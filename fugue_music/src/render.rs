// Fugue rendering: assembles all material into a complete score.
//
// The engine owns the scale mapper and the RNG. A render runs these steps
// against a per-voice timeline whose clocks insert rests automatically when
// material must start later than a voice's current end:
//
// 1. Exposition: each planned entry, with the countersubject in a companion
//    voice from the second entry on.
// 2. Canonic episode: one episode imitated at the fifth (2 beats later) and
//    in contrary motion (4 beats later).
// 3. Re-entries in related keys, each with the countersubject and a short
//    episode in a third voice.
// 4. Stretto, when the configured overlap is large enough.
// 5. Three-part complex episode.
// 6. Final tonic statement with countersubject and cadence.
//
// Each step only runs while the timeline has room before the duration cap.
// Afterwards every voice is padded to a common horizon, then the greedy
// optimizer, the unison polish, and range folding run in that order.
// Exposition entries are anchors the optimizer and polish never touch.
//
// With one voice the engine writes a monophonic melody instead: the subject,
// transposed variations joined by short bridges, and a cadence.

use crate::config::FugueParams;
use crate::episode::{
    generate_cadence, generate_complex_episode, generate_episode, generate_stretto_section,
};
use crate::grid::interval;
use crate::note::{Note, Phrase, Score, first_pitch, phrase_duration};
use crate::optimize::{enforce_ranges, optimize_counterpoint, polish_counterpoint};
use crate::plan::make_entry_plan;
use crate::scale::ScaleMapper;
use crate::subject::{self, generate_countersubject};
use crate::transform::{invert, retrograde, slice_by_time, time_scale, transpose};
use fugue_prng::FugueRng;
use std::ops::Range;
use tracing::{debug, info};

/// Gaps shorter than this are not worth a rest.
const GAP_EPSILON: f64 = 1e-9;

/// Tolerance when checking whether a voice is free at a time.
const FREE_EPSILON: f64 = 1e-6;

/// Key shifts for the middle-section re-entries.
const RELATED_KEYS: [i32; 4] = [7, -5, 2, -10];

/// Short episode length at the default episode density.
const MINI_EPISODE_BEATS: f64 = 8.0;

/// Timeline space reserved for a stretto section.
const STRETTO_SECTION_BEATS: f64 = 12.0;

/// Single-voice variations, as key shifts of the subject.
const MONOPHONIC_SHIFTS: [i32; 3] = [7, -5, 2];

/// Longest cadence `generate_cadence` can produce.
const CADENCE_ROOM_BEATS: f64 = 4.0;

/// Openings that avoid a perfect interval, tried in order.
const OPENING_NUDGES: [i32; 8] = [-2, 2, -1, 1, -3, 3, -4, 4];

/// Per-voice phrases with write-position clocks.
struct Timeline {
    voices: Vec<Phrase>,
    clocks: Vec<f64>,
    anchors: Vec<(usize, usize)>,
}

impl Timeline {
    fn new(voices: usize) -> Self {
        Timeline {
            voices: vec![Vec::new(); voices],
            clocks: vec![0.0; voices],
            anchors: Vec::new(),
        }
    }

    /// Append `material` to `voice` starting at `target`, resting first if the
    /// voice ends earlier. A voice already past `target` continues from its
    /// own clock. Returns the indices of the appended notes.
    fn append_at(&mut self, voice: usize, material: &[Note], target: f64) -> Range<usize> {
        let Some(phrase) = self.voices.get_mut(voice) else {
            return 0..0;
        };
        let mut clock = self.clocks[voice];
        let gap = target - clock;
        if gap > GAP_EPSILON {
            phrase.push(Note::rest(gap));
            clock = target;
        }
        let start = phrase.len();
        phrase.extend_from_slice(material);
        self.clocks[voice] = clock + phrase_duration(material);
        start..phrase.len()
    }

    fn anchor(&mut self, voice: usize, notes: Range<usize>) {
        self.anchors.extend(notes.map(|i| (voice, i)));
    }

    fn is_free(&self, voice: usize, time: f64) -> bool {
        self.clocks[voice] <= time + FREE_EPSILON
    }

    /// Rest-pad every voice to the longest clock.
    fn pad_to_horizon(&mut self) -> f64 {
        let horizon = self.clocks.iter().copied().fold(0.0, f64::max);
        for (phrase, clock) in self.voices.iter_mut().zip(self.clocks.iter_mut()) {
            let gap = horizon - *clock;
            if gap > GAP_EPSILON {
                phrase.push(Note::rest(gap));
                *clock = horizon;
            }
        }
        horizon
    }
}

/// Move the follower's opening note off a unison, fifth, or octave against the
/// leader's opening note, onto the nearest third or sixth.
fn avoid_perfects(leader: &[Note], follower: &[Note]) -> Phrase {
    let mut out = follower.to_vec();
    let (Some(lp), Some(first)) = (
        first_pitch(leader),
        out.iter().position(|n| !n.is_rest()),
    ) else {
        return out;
    };
    let Some(fp) = out[first].pitch else {
        return out;
    };
    if !interval::is_perfect(interval::interval_mod12(lp, fp)) {
        return out;
    }
    if let Some(p) = OPENING_NUDGES
        .iter()
        .map(|d| fp + d)
        .find(|&p| matches!(interval::interval_mod12(lp, p), 3 | 4 | 8 | 9))
    {
        out[first] = out[first].with_pitch(p);
    }
    out
}

/// Companion voice for the countersubject of an exposition entry: the most
/// recently entered voice if it is free at `time`, else any earlier entered
/// voice that is.
fn companion_voice(timeline: &Timeline, entered: &[usize], time: f64) -> Option<usize> {
    entered
        .iter()
        .rev()
        .copied()
        .find(|&v| timeline.is_free(v, time))
}

/// The fugue generator.
///
/// Deterministic for a given seed: `generate_subject` resets the RNG to the
/// seed, and `render` continues the same stream. Not safe to share between
/// concurrent renders; use one engine per thread.
pub struct FugueEngine<M: ScaleMapper> {
    mapper: M,
    seed: u64,
    rng: FugueRng,
}

impl<M: ScaleMapper> FugueEngine<M> {
    pub fn new(mapper: M, seed: u64) -> Self {
        FugueEngine {
            mapper,
            seed,
            rng: FugueRng::new(seed),
        }
    }

    pub fn seed(&self) -> u64 {
        self.seed
    }

    /// Replace the seed and restart the RNG stream.
    pub fn reseed(&mut self, seed: u64) {
        self.seed = seed;
        self.rng = FugueRng::new(seed);
    }

    pub fn mapper(&self) -> &M {
        &self.mapper
    }

    pub fn mapper_mut(&mut self) -> &mut M {
        &mut self.mapper
    }

    /// Generate a subject of `bars` 4/4 bars from a freshly seeded RNG.
    pub fn generate_subject(&mut self, params: &FugueParams, bars: u32) -> Phrase {
        self.rng = FugueRng::new(self.seed);
        subject::generate_subject(&self.mapper, params, bars, &mut self.rng)
    }

    /// Render a complete score from `subject`.
    ///
    /// The result has `params.voice_count()` voices. An empty subject yields
    /// that many empty voices.
    pub fn render(&mut self, subject: &[Note], params: &FugueParams) -> Score {
        let voices = params.voice_count();
        info!(voices, seed = self.seed, "starting fugue generation");

        if subject.is_empty() {
            return Score::from_voices(vec![Vec::new(); voices]);
        }
        if voices == 1 {
            return self.render_monophonic(subject, params);
        }

        let max = params.max_duration_beats;
        let subject_len = phrase_duration(subject);
        let entries = make_entry_plan(subject, params);
        let countersubject = generate_countersubject(subject, &self.mapper, &mut self.rng);
        let mut timeline = Timeline::new(voices);

        // Exposition
        let mut entered: Vec<usize> = Vec::with_capacity(entries.len());
        for entry in &entries {
            let placed = timeline.append_at(entry.voice_index, &entry.material, entry.start_time);
            timeline.anchor(entry.voice_index, placed);

            if !countersubject.is_empty() {
                if let Some(companion) = companion_voice(&timeline, &entered, entry.start_time) {
                    let counter = avoid_perfects(&entry.material, &countersubject);
                    timeline.append_at(companion, &counter, entry.start_time);
                }
            }
            entered.push(entry.voice_index);
        }
        let exposition_end = entries
            .iter()
            .map(|e| e.start_time + phrase_duration(&e.material))
            .fold(0.0, f64::max);
        let mut current = exposition_end;

        // Canonic episode
        if current < max - 32.0 {
            let length = (max - current - 24.0).min(16.0);
            let episode = generate_episode(subject, length, &mut self.rng);
            if !episode.is_empty() {
                timeline.append_at(0, &episode, current);
                if voices >= 2 {
                    timeline.append_at(1, &transpose(&episode, 7), current + 2.0);
                }
                if voices >= 3 {
                    let axis = first_pitch(subject).unwrap_or(params.tonic);
                    timeline.append_at(2, &invert(&episode, axis), current + 4.0);
                }
                current += length;
            }
        }

        // Re-entries in related keys
        let mini_length = MINI_EPISODE_BEATS * (0.5 + params.episode_density.clamp(0.0, 1.0));
        for (i, &shift) in RELATED_KEYS.iter().enumerate() {
            if current >= max - 16.0 {
                break;
            }
            let entry_voice = i % voices;
            let moved = transpose(subject, shift);
            timeline.append_at(entry_voice, &moved, current);
            if !countersubject.is_empty() {
                let counter = avoid_perfects(&moved, &countersubject);
                timeline.append_at((entry_voice + 1) % voices, &counter, current);
            }
            current += subject_len + 2.0;

            if i < RELATED_KEYS.len() - 1 && current < max - 20.0 {
                let mini = generate_episode(subject, mini_length, &mut self.rng);
                if !mini.is_empty() {
                    timeline.append_at((entry_voice + 2) % voices, &mini, current);
                    current += mini_length;
                }
            }
        }

        // Stretto
        if params.overlap() > 0.1 && current < max - 20.0 {
            let stretto = generate_stretto_section(subject, params, &mut self.rng);
            debug!(entries = stretto.len(), start = current, "stretto");
            for entry in &stretto {
                timeline.append_at(entry.voice_index, &entry.material, current + entry.start_time);
            }
            current += STRETTO_SECTION_BEATS;
        }

        // Complex episode
        if current < max - 16.0 {
            let length = (max - current - 8.0).min(12.0);
            let parts = generate_complex_episode(subject, length, &mut self.rng);
            if !parts.is_empty() {
                for (i, part) in parts.iter().take(voices).enumerate() {
                    timeline.append_at(i, part, current + i as f64);
                }
                current += length;
            }
        }

        // Final statement and cadence
        if current < max - subject_len {
            timeline.append_at(0, subject, current);
            if !countersubject.is_empty() {
                let counter = avoid_perfects(subject, &countersubject);
                timeline.append_at(1, &counter, current);
            }
            let cadence = generate_cadence(&self.mapper, params.tonic, &mut self.rng);
            let cadence_voice = if voices > 2 { 2 } else { 0 };
            timeline.append_at(cadence_voice, &cadence, current + subject_len);
        }

        let horizon = timeline.pad_to_horizon();
        let ranges = params.voice_ranges(voices);
        let Timeline {
            voices: mut parts,
            anchors,
            ..
        } = timeline;

        let stats = optimize_counterpoint(&mut parts, params, &ranges, &anchors);
        let polished = polish_counterpoint(&mut parts, params, &ranges, &anchors);
        let folded = enforce_ranges(&mut parts, &ranges);

        info!(
            voices,
            entries = entries.len(),
            sections_end = current,
            horizon,
            changes = stats.changes,
            polished,
            folded,
            cost = stats.final_cost,
            "fugue generated"
        );
        Score::from_voices(parts)
    }

    /// Single-voice melody: subject, variations with short bridges, cadence.
    fn render_monophonic(&mut self, subject: &[Note], params: &FugueParams) -> Score {
        let cap = params.monophonic_max_beats;
        let subject_len = phrase_duration(subject);

        let mut variations: Vec<Phrase> = MONOPHONIC_SHIFTS
            .iter()
            .map(|&shift| transpose(subject, shift))
            .collect();
        if params.allow_inversion {
            if let Some(axis) = first_pitch(subject) {
                variations.push(invert(subject, axis));
            }
        }
        if params.allow_retrograde {
            variations.push(retrograde(subject));
        }
        if params.allow_augmentation {
            variations.push(time_scale(subject, 2.0));
        }
        if params.allow_diminution {
            variations.push(time_scale(subject, 0.5));
        }

        let mut melody = subject.to_vec();
        let mut current = subject_len;
        let bridge = slice_by_time(subject, 0.0, (subject_len / 2.0).min(2.0));
        let bridge_len = phrase_duration(&bridge);
        let mut placed = 0;
        for variation in &variations {
            let joined = if placed > 0 { bridge_len } else { 0.0 };
            if current + joined + phrase_duration(variation) + CADENCE_ROOM_BEATS > cap {
                debug!(current, cap, "variation skipped, no room before cadence");
                continue;
            }
            if placed > 0 && !bridge.is_empty() {
                let shift = self.rng.pick(&[2, -2, 5, -5]);
                let connecting = transpose(&bridge, shift);
                current += phrase_duration(&connecting);
                melody.extend(connecting);
            }
            current += phrase_duration(variation);
            melody.extend_from_slice(variation);
            placed += 1;
        }

        if current + CADENCE_ROOM_BEATS <= cap {
            melody.extend(generate_cadence(&self.mapper, params.tonic, &mut self.rng));
        }

        info!(
            duration = phrase_duration(&melody),
            notes = melody.len(),
            "monophonic melody generated"
        );
        Score::from_voices(vec![melody])
    }
}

■ ■ ■ ■

# TASK OBJECTIVE
Using the listing above, copy exactly the line that contains "pub fn seed(&self)", the line that contains "pub fn mapper_mut(&mut", and each line that falls between them.

# TASK RESULT
    pub fn seed(&self) -> u64 {
        self.seed
    }

    /// Replace the seed and restart the RNG stream.
    pub fn reseed(&mut self, seed: u64) {
        self.seed = seed;
        self.rng = FugueRng::new(seed);
    }

    pub fn mapper(&self) -> &M {
        &self.mapper
    }

    pub fn mapper_mut(&mut self) -> &mut M {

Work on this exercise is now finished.